The presence, frequency, and volume of spontaneous sighs was evaluated in 21 (ASA 1-2) supine patients aged 44 +/- 15.2 (SD) yr, during isoflurane-nitrous oxide anesthesia. Before induction the inspiratory capacity of each patient was determined. After induction of anesthesia and tracheal intubation patients breathed spontaneously except for three manual inflations to each patient's predetermined inspiratory capacity at the beginning and end of surgery. Arterial blood gas tensions were measured before and 5 min after each set of mechanical deep breaths and each hour during surgery, the mean duration of which was 2 +/- 0.09 hr.
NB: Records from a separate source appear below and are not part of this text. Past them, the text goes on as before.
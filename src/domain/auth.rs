//! Shared-secret check for the HTTP endpoint and the control socket.

/// Header carrying the shared secret. Matched case-insensitively.
pub const TOKEN_HEADER: &str = "X-MBBridge-Token";

/// Returns true when no token is configured, or when the provided
/// credential matches it exactly.
pub fn verify(configured: Option<&str>, provided: Option<&str>) -> bool {
    match configured {
        None | Some("") => true,
        Some(expected) => provided == Some(expected),
    }
}

/// Looks up the credential among `(name, value)` header pairs.
pub fn credential_from_headers<'a, I>(headers: I) -> Option<&'a str>
where
    I: IntoIterator<Item = (&'a str, &'a str)>,
{
    headers
        .into_iter()
        .find(|(name, _)| name.eq_ignore_ascii_case(TOKEN_HEADER))
        .map(|(_, value)| value)
}

/// Log-safe rendering of a credential.
pub fn redact(provided: Option<&str>) -> &'static str {
    match provided {
        None | Some("") => "none",
        Some(_) => "***",
    }
}

#[cfg(test)]
mod tests {
    use super::*;
    use proptest::prelude::*;

    #[test]
    fn test_no_token_configured_accepts_anything() {
        assert!(verify(None, None));
        assert!(verify(Some(""), None));
        assert!(verify(None, Some("whatever")));
    }

    #[test]
    fn test_token_is_case_sensitive() {
        assert!(verify(Some("abc"), Some("abc")));
        assert!(!verify(Some("abc"), Some("ABC")));
        assert!(!verify(Some("abc"), Some(" abc")));
        assert!(!verify(Some("abc"), None));
    }

    #[test]
    fn test_header_name_lookup_ignores_case() {
        let headers = [("content-type", "application/json"), ("x-mbbridge-token", "abc")];
        assert_eq!(credential_from_headers(headers), Some("abc"));

        let headers = [("X-MBBRIDGE-TOKEN", "abc")];
        assert_eq!(credential_from_headers(headers), Some("abc"));

        let headers = [("x-other", "abc")];
        assert_eq!(credential_from_headers(headers), None);
    }

    #[test]
    fn test_redact() {
        assert_eq!(redact(None), "none");
        assert_eq!(redact(Some("secret")), "***");
    }

    proptest! {
        #[test]
        fn verify_matches_definition(token in proptest::option::of(".{0,8}"), cred in proptest::option::of(".{0,8}")) {
            let expected = match token.as_deref() {
                None | Some("") => true,
                Some(t) => cred.as_deref() == Some(t),
            };
            prop_assert_eq!(verify(token.as_deref(), cred.as_deref()), expected);
        }

        #[test]
        fn matching_credential_always_verifies(token in ".{1,16}") {
            prop_assert!(verify(Some(&token), Some(&token)));
        }
    }
}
Spontaneous sighs occurred in 13 of 21 patients. The average frequency was 6 +/- 4 sighs/hr. At FIO2 = 0.5, nonsighing patients had an initial PaO2 of 229 +/- 59 mm Hg and sighers had an initial PaO2 of 162 +/- 57 mm Hg (P less than 0.05). Arterial oxygen did not change in sighing patients during the course of surgery, while in nonsighing patients the PaO2 decreased from the initial value of 229 +/- 60 mm Hg to 170 +/- 63 mm Hg (P less than 0.05). Mechanical deep breaths administered at the end of surgery produced no improvement in oxygenation in either sighers or nonsighers. The presence or absence of sighs did not correlate with PaO2 or PACO2. Though the results suggest that spontaneous sighs in some patients may function to help maintain arterial oxygenation, all patients maintained their PaO2 while breathing spontaneously under general anesthesia in the supine position.